En m'attaquant à ce roman, j'avais lu « Lolita » (ce qui me semble un pré-requis indispensable si on veut apprécier à sa juste valeur ce travail de retournement fait par l'auteur : Dolores n'est plus celle qui est regardée, mais celle qui regarde et (se) raconte), et « Il m'aimait ». Mais je les ai lus il y a plusieurs années, et je pense que j'aurais tiré plus de profit encore de « Journal de L. » si je les avais lus juste avant. Comparer ces deux romans et ce récit autobiographique doit être une passionnante expérience de lecture.

Ce livre bien écrit se lit très bien et très vite. Au début de ma lecture, j'avais du mal à y croire, je ne trouvais pas le langage de Dolores adapté à son âge. Et puis, à la réflexion, pourquoi pas ? Ce n'est pas une jeune fille des années 2010 qui s'exprime, mais des années 40 et 50, et la longue habitude qu'elle devait avoir prise d'écrire son journal depuis son enfance, comme beaucoup d'adolescentes de cette époque, pouvait l'avoir dotée de ce style et de ce vocabulaire. Et puis, si ce vocabulaire n'est pas très crédible quand elle a 12 ans, il l'est beaucoup plus quand elle en a 15 ou 16 et que ce qu'elle a vécu l'a fait mûrir extrêmement vite.
Au reste, ce n'est pas très important.
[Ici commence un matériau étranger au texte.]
//! Inbound frame guard: rate window, structure and payload size.

use resolvinator_core::error::ProtocolError;
use serde_json::Value;
use std::time::{Duration, Instant};

use super::frame::InboundFrame;

/// Fixed counting window that resets wholesale once it has expired.
#[derive(Debug, Clone)]
pub struct RateWindow {
    length: Duration,
    max: u32,
    started: Option<Instant>,
    count: u32,
}

impl RateWindow {
    /// Creates a window admitting `max` frames per `length`.
    #[must_use]
    pub fn new(max: u32, length: Duration) -> Self {
        Self {
            length,
            max,
            started: None,
            count: 0,
        }
    }

    /// Counts one frame at `now`; returns false once the window is over its limit.
    ///
    /// A rejected frame is still counted and does not restart the window.
    pub fn admit(&mut self, now: Instant) -> bool {
        let expired = self
            .started
            .is_none_or(|start| now.saturating_duration_since(start) > self.length);
        if expired {
            self.started = Some(now);
            self.count = 0;
        }

        self.count = self.count.saturating_add(1);
        self.count <= self.max
    }

    /// Frames counted in the current window.
    #[must_use]
    pub fn count(&self) -> u32 {
        self.count
    }

    /// Configured maximum per window.
    #[must_use]
    pub fn max(&self) -> u32 {
        self.max
    }
}

/// Decides whether an inbound text frame may reach the router.
///
/// Checks run in order: JSON decoding, rate window, required fields,
/// payload size. Text that is not JSON at all is rejected before it is
/// counted.
#[derive(Debug, Clone)]
pub struct FrameValidator {
    window: RateWindow,
    max_payload_bytes: usize,
}

impl FrameValidator {
    /// Creates a validator.
    #[must_use]
    pub fn new(max_frames: u32, window: Duration, max_payload_bytes: usize) -> Self {
        Self {
            window: RateWindow::new(max_frames, window),
            max_payload_bytes,
        }
    }

    /// Validates one frame received at `now`.
    pub fn validate(&mut self, text: &str, now: Instant) -> Result<InboundFrame, ProtocolError> {
        let value: Value = serde_json::from_str(text).map_err(|e| ProtocolError::MalformedJson {
            reason: e.to_string(),
        })?;

        if !self.window.admit(now) {
            return Err(ProtocolError::RateLimited {
                count: self.window.count(),
                limit: self.window.max(),
            });
        }

        let frame = InboundFrame::from_value(value)?;

        let size = serde_json::to_string(&frame.payload).map_or(0, |s| s.len());
        if size > self.max_payload_bytes {
            return Err(ProtocolError::PayloadTooLarge {
                size,
                limit: self.max_payload_bytes,
            });
        }

        Ok(frame)
    }
}

#[cfg(test)]
mod tests {
    use super::*;
    use serde_json::json;

    const FRAME: &str = r#"{"topic":"system","event":"system:ping","payload":{},"ref":null}"#;

    fn validator() -> FrameValidator {
        FrameValidator::new(100, Duration::from_secs(60), 1024 * 1024)
    }

    #[test]
    fn test_hundred_and_first_frame_is_rejected() {
        let mut validator = validator();
        let start = Instant::now();

        for i in 0..100 {
            let at = start + Duration::from_millis(i * 100);
            assert!(validator.validate(FRAME, at).is_ok(), "frame {i} rejected");
        }

        let err = validator.validate(FRAME, start + Duration::from_secs(30)).unwrap_err();
        assert_eq!(err, ProtocolError::RateLimited { count: 101, limit: 100 });
    }

    #[test]
    fn test_rejection_does_not_reset_window() {
        let mut validator = validator();
        let start = Instant::now();
        for _ in 0..100 {
            validator.validate(FRAME, start).unwrap();
        }
        for offset in [1, 20, 59] {
            let at = start + Duration::from_secs(offset);
            assert!(validator.validate(FRAME, at).is_err());
        }
        // The window counts from its first frame, not from the last rejection.
        assert!(validator.validate(FRAME, start + Duration::from_secs(61)).is_ok());
    }

    #[test]
    fn test_window_resets_after_expiry() {
        let mut window = RateWindow::new(2, Duration::from_secs(60));
        let start = Instant::now();
        assert!(window.admit(start));
        assert!(window.admit(start));
        assert!(!window.admit(start + Duration::from_secs(60)));
        assert!(window.admit(start + Duration::from_millis(60_001)));
        assert_eq!(window.count(), 1);
    }

    #[test]
    fn test_missing_fields_never_pass() {
        let mut validator = validator();
        let now = Instant::now();
        let cases = [
            json!({"event": "e", "payload": {}}),
            json!({"topic": "t", "payload": {}}),
            json!({"topic": "t", "event": "e"}),
            json!({}),
            json!({"topic": null, "event": "e", "payload": {}}),
        ];
        for case in cases {
            let text = case.to_string();
            let result = validator.validate(&text, now);
            assert!(
                matches!(
                    result,
                    Err(ProtocolError::MissingField { .. } | ProtocolError::InvalidField { .. })
                ),
                "accepted {text}"
            );
        }
    }

    #[test]
    fn test_malformed_json_is_not_counted() {
        let mut validator = FrameValidator::new(1, Duration::from_secs(60), 1024);
        let now = Instant::now();
        assert!(matches!(
            validator.validate("{not json", now),
            Err(ProtocolError::MalformedJson { .. })
        ));
        assert!(validator.validate(FRAME, now).is_ok());
    }

    #[test]
    fn test_oversized_payload_is_rejected() {
        let mut validator = FrameValidator::new(100, Duration::from_secs(60), 64);
        let now = Instant::now();
        let big = json!({"topic": "t", "event": "e", "payload": {"blob": "x".repeat(100)}});
        let err = validator.validate(&big.to_string(), now).unwrap_err();
        assert!(matches!(err, ProtocolError::PayloadTooLarge { limit: 64, .. }));

        let small = json!({"topic": "t", "event": "e", "payload": {"blob": "x"}});
        assert!(validator.validate(&small.to_string(), now).is_ok());
    }
}
//! Channel topic keys.

use serde::{Deserialize, Serialize};
use std::fmt;
use std::str::FromStr;

use super::{ProjectId, UserId, ValidationError};

/// Key identifying a joinable stream on the server, e.g. `risks:42` or `system`.
///
/// Topics are compared by exact string value; a topic is joined at most once
/// per connection.
///
/// # Examples
///
/// ```
/// use resolvinator_core::types::{ChannelTopic, ProjectId};
///
/// let topic = ChannelTopic::risks(ProjectId::new(42));
/// assert_eq!(topic.as_str(), "risks:42");
/// assert_eq!(topic.prefix(), Some("risks"));
/// assert!(ChannelTopic::new("").is_err());
/// ```
#[derive(Debug, Clone, PartialEq, Eq, PartialOrd, Ord, Hash, Serialize, Deserialize)]
#[serde(try_from = "String", into = "String")]
pub struct ChannelTopic(String);

impl ChannelTopic {
    /// Creates a topic from a string.
    ///
    /// # Errors
    ///
    /// Returns `ValidationError::EmptyTopic` for an empty string and
    /// `ValidationError::InvalidTopic` if it contains whitespace or control characters.
    pub fn new(value: impl Into<String>) -> Result<Self, ValidationError> {
        let s = value.into();
        if s.is_empty() {
            return Err(ValidationError::EmptyTopic);
        }
        if s.chars().any(|c| c.is_whitespace() || c.is_control()) {
            return Err(ValidationError::InvalidTopic(s));
        }
        Ok(Self(s))
    }

    /// Resource (risk) stream of a project.
    #[must_use]
    pub fn risks(project: ProjectId) -> Self {
        Self(format!("risks:{project}"))
    }

    /// Metadata (mitigation/task) stream of a project.
    #[must_use]
    pub fn project(project: ProjectId) -> Self {
        Self(format!("project:{project}"))
    }

    /// Private stream of a user.
    #[must_use]
    pub fn user(user: UserId) -> Self {
        Self(format!("user:{user}"))
    }

    /// One of the singleton broadcast streams.
    #[must_use]
    pub fn stream(channel: StreamChannel) -> Self {
        Self(channel.as_str().to_string())
    }

    /// Returns the topic as a string slice.
    #[must_use]
    pub fn as_str(&self) -> &str {
        &self.0
    }

    /// Returns the part before the first `:`, if any.
    #[must_use]
    pub fn prefix(&self) -> Option<&str> {
        self.0.split_once(':').map(|(prefix, _)| prefix)
    }

    /// Returns the part after the first `:`, if any.
    #[must_use]
    pub fn subtopic(&self) -> Option<&str> {
        self.0.split_once(':').map(|(_, rest)| rest)
    }
}

impl fmt::Display for ChannelTopic {
    fn fmt(&self, f: &mut fmt::Formatter<'_>) -> fmt::Result {
        write!(f, "{}", self.0)
    }
}

impl FromStr for ChannelTopic {
    type Err = ValidationError;

    fn from_str(s: &str) -> Result<Self, Self::Err> {
        Self::new(s)
    }
}

impl TryFrom<String> for ChannelTopic {
    type Error = ValidationError;

    fn try_from(value: String) -> Result<Self, Self::Error> {
        Self::new(value)
    }
}

impl AsRef<str> for ChannelTopic {
    fn as_ref(&self) -> &str {
        &self.0
    }
}

impl From<ChannelTopic> for String {
    fn from(topic: ChannelTopic) -> Self {
        topic.0
    }
}

/// The singleton broadcast streams a client can subscribe to.
#[derive(Debug, Clone, Copy, PartialEq, Eq, PartialOrd, Ord, Hash, Serialize, Deserialize)]
#[serde(rename_all = "lowercase")]
pub enum StreamChannel {
    /// Global news stream.
    News,
    /// Global events stream.
    Events,
    /// System status stream.
    System,
}

impl StreamChannel {
    /// All singleton streams, in subscription order.
    pub const ALL: [Self; 3] = [Self::News, Self::Events, Self::System];

    /// Returns the topic name of the stream.
    #[must_use]
    pub const fn as_str(&self) -> &'static str {
        match self {
            Self::News => "news",
            Self::Events => "events",
            Self::System => "system",
        }
    }

    /// Returns the stream's topic.
    #[must_use]
    pub fn topic(&self) -> ChannelTopic {
        ChannelTopic::stream(*self)
    }
}

impl fmt::Display for StreamChannel {
    fn fmt(&self, f: &mut fmt::Formatter<'_>) -> fmt::Result {
        f.write_str(self.as_str())
    }
}

impl FromStr for StreamChannel {
    type Err = ValidationError;

    fn from_str(s: &str) -> Result<Self, Self::Err> {
        match s.to_ascii_lowercase().as_str() {
            "news" => Ok(Self::News),
            "events" => Ok(Self::Events),
            "system" => Ok(Self::System),
            _ => Err(ValidationError::UnknownStream(s.to_string())),
        }
    }
}

#[cfg(test)]
mod tests {
    use super::*;

    #[test]
    fn test_topic_constructors() {
        let id = ProjectId::new(7);
        assert_eq!(ChannelTopic::risks(id).as_str(), "risks:7");
        assert_eq!(ChannelTopic::project(id).as_str(), "project:7");
        assert_eq!(ChannelTopic::user(UserId::new(3)).as_str(), "user:3");
        assert_eq!(ChannelTopic::stream(StreamChannel::System).as_str(), "system");
    }

    #[test]
    fn test_topic_validation() {
        assert!(matches!(ChannelTopic::new(""), Err(ValidationError::EmptyTopic)));
        assert!(matches!(
            ChannelTopic::new("risks: 1"),
            Err(ValidationError::InvalidTopic(_))
        ));
        assert!(ChannelTopic::new("room:lobby").is_ok());
    }

    #[test]
    fn test_prefix_and_subtopic() {
        let topic = ChannelTopic::new("project:12").unwrap();
        assert_eq!(topic.prefix(), Some("project"));
        assert_eq!(topic.subtopic(), Some("12"));

        let system = StreamChannel::System.topic();
        assert_eq!(system.prefix(), None);
        assert_eq!(system.subtopic(), None);
    }

    #[test]
    fn test_stream_channel_parse() {
        assert_eq!("News".parse::<StreamChannel>().unwrap(), StreamChannel::News);
        assert_eq!("system".parse::<StreamChannel>().unwrap(), StreamChannel::System);
        assert!(matches!(
            "weather".parse::<StreamChannel>(),
            Err(ValidationError::UnknownStream(_))
        ));
    }

    #[test]
    fn test_topic_serde_as_string() {
        let topic = ChannelTopic::risks(ProjectId::new(1));
        assert_eq!(serde_json::to_string(&topic).unwrap(), "\"risks:1\"");
        assert_eq!(
            serde_json::from_str::<ChannelTopic>("\"risks:1\"").unwrap(),
            topic
        );
    }

    #[test]
    fn test_topic_deserialize_validates() {
        assert!(serde_json::from_str::<ChannelTopic>("\"\"").is_err());
        assert!(serde_json::from_str::<ChannelTopic>("\"risks: 1\"").is_err());
    }
}
//! Sensitive data masking for logs.
//!
//! Masks auth tokens, secrets and passwords in log output so that
//! connection URLs and handshake headers can be logged safely.

use regex::{Captures, Regex};
use std::borrow::Cow;
use std::sync::LazyLock;

/// Patterns for detecting sensitive data.
static PATTERNS: LazyLock<Vec<SensitivePattern>> = LazyLock::new(|| {
    vec![
        // Credentials in a query string
        SensitivePattern {
            name: "query_token",
            regex: Regex::new(r"(?i)[?&](token|access_token|api_key)=([^&\s#]+)").unwrap(),
            group: 2,
        },
        // Bearer tokens
        SensitivePattern {
            name: "bearer_token",
            regex: Regex::new(r"(?i)bearer\s+([a-zA-Z0-9._~+/=-]{8,})").unwrap(),
            group: 1,
        },
        // JWT tokens
        SensitivePattern {
            name: "jwt",
            regex: Regex::new(r"eyJ[a-zA-Z0-9_-]*\.eyJ[a-zA-Z0-9_-]*\.[a-zA-Z0-9_-]*").unwrap(),
            group: 0,
        },
        // Named secrets in key/value or JSON form
        SensitivePattern {
            name: "secret",
            regex: Regex::new(
                r#"(?i)(token|secret|api[_-]?key)["\s:=]+["']?([a-zA-Z0-9._-]{8,})["']?"#,
            )
            .unwrap(),
            group: 2,
        },
        // Passwords
        SensitivePattern {
            name: "password",
            regex: Regex::new(r#"(?i)(password|passwd|pwd)["\s:=]+["']?([^\s"']{4,})["']?"#)
                .unwrap(),
            group: 2,
        },
    ]
});

struct SensitivePattern {
    name: &'static str,
    regex: Regex,
    group: usize,
}

/// Masks sensitive data in strings.
#[derive(Debug, Clone)]
pub struct SensitiveDataMasker {
    /// Minimum length of string to consider for masking
    min_length: usize,
    /// Characters to show at start of masked value
    show_start: usize,
    /// Characters to show at end of masked value
    show_end: usize,
    /// Mask character
    mask_char: char,
}

impl Default for SensitiveDataMasker {
    fn default() -> Self {
        Self::new()
    }
}

impl SensitiveDataMasker {
    /// Create a new masker with default settings.
    #[must_use]
    pub fn new() -> Self {
        Self {
            min_length: 8,
            show_start: 3,
            show_end: 3,
            mask_char: '*',
        }
    }

    /// Create a masker with custom settings.
    #[must_use]
    pub fn with_settings(min_length: usize, show_start: usize, show_end: usize) -> Self {
        Self {
            min_length: min_length.max(show_start + show_end + 1),
            show_start,
            show_end,
            mask_char: '*',
        }
    }

    /// Mask a known sensitive value.
    ///
    /// # Example
    ///
    /// ```
    /// use resolvinator_telemetry::masking::SensitiveDataMasker;
    ///
    /// let masker = SensitiveDataMasker::new();
    /// let masked = masker.mask_value("my_secret_token_12345");
    /// assert_eq!(masked, "my_***345");
    /// assert_eq!(masker.mask_value("short"), "*****");
    /// ```
    #[must_use]
    pub fn mask_value(&self, value: &str) -> String {
        let chars: Vec<char> = value.chars().collect();
        if chars.len() < self.min_length {
            return self.mask_char.to_string().repeat(chars.len().max(3));
        }

        let start: String = chars[..self.show_start].iter().collect();
        let end: String = chars[chars.len() - self.show_end..].iter().collect();
        format!("{start}{}{end}", self.mask_char.to_string().repeat(3))
    }

    /// Mask the value of query parameter `param` in `url`.
    ///
    /// Other parameters and the fragment are kept as they are.
    ///
    /// ```
    /// use resolvinator_telemetry::masking::SensitiveDataMasker;
    ///
    /// let masker = SensitiveDataMasker::new();
    /// let url = "wss://host/socket/websocket?token=abcdef123456&vsn=2.0.0";
    /// assert_eq!(
    ///     masker.mask_url_param(url, "token"),
    ///     "wss://host/socket/websocket?token=abc***456&vsn=2.0.0"
    /// );
    /// ```
    #[must_use]
    pub fn mask_url_param(&self, url: &str, param: &str) -> String {
        let Some((base, rest)) = url.split_once('?') else {
            return url.to_string();
        };
        let (query, fragment) = rest
            .split_once('#')
            .map_or((rest, None), |(query, fragment)| (query, Some(fragment)));

        let query = query
            .split('&')
            .map(|pair| match pair.split_once('=') {
                Some((key, value)) if key == param => format!("{key}={}", self.mask_value(value)),
                _ => pair.to_string(),
            })
            .collect::<Vec<_>>()
            .join("&");

        match fragment {
            Some(fragment) => format!("{base}?{query}#{fragment}"),
            None => format!("{base}?{query}"),
        }
    }

    /// Mask sensitive data in a string using pattern detection.
    ///
    /// # Example
    ///
    /// ```
    /// use resolvinator_telemetry::masking::SensitiveDataMasker;
    ///
    /// let masker = SensitiveDataMasker::new();
    /// let input = "Authorization: Bearer abcdefghijklmnop";
    /// let masked = masker.mask_string(input);
    /// assert_eq!(masked, "Authorization: Bearer abc***nop");
    /// ```
    #[must_use]
    pub fn mask_string<'a>(&self, input: &'a str) -> Cow<'a, str> {
        let mut result = Cow::Borrowed(input);

        for pattern in PATTERNS.iter() {
            if !pattern.regex.is_match(&result) {
                continue;
            }
            let masked = pattern
                .regex
                .replace_all(&result, |caps: &Captures<'_>| self.mask_capture(caps, pattern.group))
                .into_owned();
            result = Cow::Owned(masked);
        }

        result
    }

    fn mask_capture(&self, caps: &Captures<'_>, group: usize) -> String {
        let whole = &caps[0];
        let Some(secret) = caps.get(group) else {
            return whole.to_string();
        };
        let offset = caps.get(0).map_or(0, |m| m.start());
        let start = secret.start() - offset;
        let end = secret.end() - offset;
        format!(
            "{}{}{}",
            &whole[..start],
            self.mask_value(secret.as_str()),
            &whole[end..]
        )
    }

    /// Names of the patterns that match `input`.
    #[must_use]
    pub fn detect(&self, input: &str) -> Vec<&'static str> {
        PATTERNS
            .iter()
            .filter(|p| p.regex.is_match(input))
            .map(|p| p.name)
            .collect()
    }

    /// Check if a string contains sensitive patterns.
    #[must_use]
    pub fn contains_sensitive(&self, input: &str) -> bool {
        PATTERNS.iter().any(|p| p.regex.is_match(input))
    }
}
//! Cancellable reconnect timer.

use std::time::Duration;
use tokio::sync::mpsc;
use tokio::task::JoinHandle;
use tokio::time::{Instant, MissedTickBehavior, interval_at};
use tracing::debug;

/// Periodic timer driving reconnect attempts.
///
/// Ticks are delivered to the connection loop, never handled on the timer's
/// own task.
pub trait ReconnectScheduler: Send {
    /// Starts ticking, restarting the period if already running.
    fn start(&mut self);

    /// Stops ticking. Safe to call when stopped.
    fn stop(&mut self);

    /// Returns true while ticks are scheduled.
    fn is_running(&self) -> bool;
}

/// Fixed-interval scheduler backed by a tokio task.
#[derive(Debug)]
pub struct IntervalScheduler {
    period: Duration,
    ticks: mpsc::UnboundedSender<()>,
    task: Option<JoinHandle<()>>,
}

impl IntervalScheduler {
    /// Creates a stopped scheduler that sends one `()` to `ticks` per period.
    #[must_use]
    pub fn new(period: Duration, ticks: mpsc::UnboundedSender<()>) -> Self {
        Self {
            period,
            ticks,
            task: None,
        }
    }
}

impl ReconnectScheduler for IntervalScheduler {
    fn start(&mut self) {
        self.stop();
        let period = self.period;
        let ticks = self.ticks.clone();
        debug!(period = ?period, "Reconnect timer started");
        self.task = Some(tokio::spawn(async move {
            let mut interval = interval_at(Instant::now() + period, period);
            interval.set_missed_tick_behavior(MissedTickBehavior::Delay);
            loop {
                interval.tick().await;
                if ticks.send(()).is_err() {
                    break;
                }
            }
        }));
    }

    fn stop(&mut self) {
        if let Some(task) = self.task.take() {
            task.abort();
            debug!("Reconnect timer stopped");
        }
    }

    fn is_running(&self) -> bool {
        self.task.as_ref().is_some_and(|task| !task.is_finished())
    }
}

impl Drop for IntervalScheduler {
    fn drop(&mut self) {
        self.stop();
    }
}

/// Scheduler that only records calls; ticks are injected by the test.
#[cfg(test)]
#[derive(Debug, Clone, Default)]
pub(crate) struct ManualScheduler {
    state: std::sync::Arc<parking_lot::Mutex<ManualState>>,
}

#[cfg(test)]
#[derive(Debug, Default)]
struct ManualState {
    running: bool,
    starts: usize,
}

#[cfg(test)]
impl ManualScheduler {
    pub(crate) fn starts(&self) -> usize {
        self.state.lock().starts
    }

    pub(crate) fn running(&self) -> bool {
        self.state.lock().running
    }
}

#[cfg(test)]
impl ReconnectScheduler for ManualScheduler {
    fn start(&mut self) {
        let mut state = self.state.lock();
        state.running = true;
        state.starts += 1;
    }

    fn stop(&mut self) {
        self.state.lock().running = false;
    }

    fn is_running(&self) -> bool {
        self.state.lock().running
    }
}

#[cfg(test)]
mod tests {
    use super::*;

    #[tokio::test(start_paused = true)]
    async fn test_ticks_every_period() {
        let (tx, mut rx) = mpsc::unbounded_channel();
        let mut scheduler = IntervalScheduler::new(Duration::from_secs(5), tx);
        scheduler.start();
        assert!(scheduler.is_running());

        tokio::time::sleep(Duration::from_millis(4_900)).await;
        assert!(rx.try_recv().is_err());

        tokio::time::sleep(Duration::from_millis(200)).await;
        assert!(rx.try_recv().is_ok());

        tokio::time::sleep(Duration::from_secs(5)).await;
        assert!(rx.try_recv().is_ok());
    }

    #[tokio::test(start_paused = true)]
    async fn test_stop_cancels_pending_tick() {
        let (tx, mut rx) = mpsc::unbounded_channel();
        let mut scheduler = IntervalScheduler::new(Duration::from_secs(5), tx);
        scheduler.start();
        tokio::time::sleep(Duration::from_secs(3)).await;
        scheduler.stop();
        assert!(!scheduler.is_running());

        tokio::time::sleep(Duration::from_secs(10)).await;
        assert!(rx.try_recv().is_err());
    }

    #[tokio::test(start_paused = true)]
    async fn test_restart_resets_period() {
        let (tx, mut rx) = mpsc::unbounded_channel();
        let mut scheduler = IntervalScheduler::new(Duration::from_secs(5), tx);
        scheduler.start();
        tokio::time::sleep(Duration::from_secs(4)).await;
        scheduler.start();

        tokio::time::sleep(Duration::from_secs(4)).await;
        assert!(rx.try_recv().is_err());
        tokio::time::sleep(Duration::from_secs(2)).await;
        assert!(rx.try_recv().is_ok());
    }
}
C'est de la littérature, et cela n'a donc pas à imiter fidèlement la réalité.

Le personnage-narrateur que constitue Lolita est très touchant, par ce qu'il dégage de sincérité, de sensibilité, d'envie d'être aimé. On se retrouve à se prendre au jeu et à trembler ou espérer avec elle. Les émotions complexes et ambiguës éprouvées par les victimes de telles situations ¯ entre haine, peur, mépris, dépendance et, malheureusement, une sorte d'affection, de reconnaissance envers leur bourreau ¯ sont très bien décrites. L'auteur s'est bien sûr appuyé, comme il l'a reconnu dans son entretien accordé à Babelio, sur sa propre expérience d'enfant violé et sur le récit qu'il en a fait dans « Il m'aimait ».

J'ai beaucoup aimé cette idée de donner la parole au personnage culte d'un classique de la littérature, classique où elle ne s'exprime pas, conformément à son statut d'objet sexuel pour le narrateur.
J'ai passé un bon moment à lire ce livre et je le recommande.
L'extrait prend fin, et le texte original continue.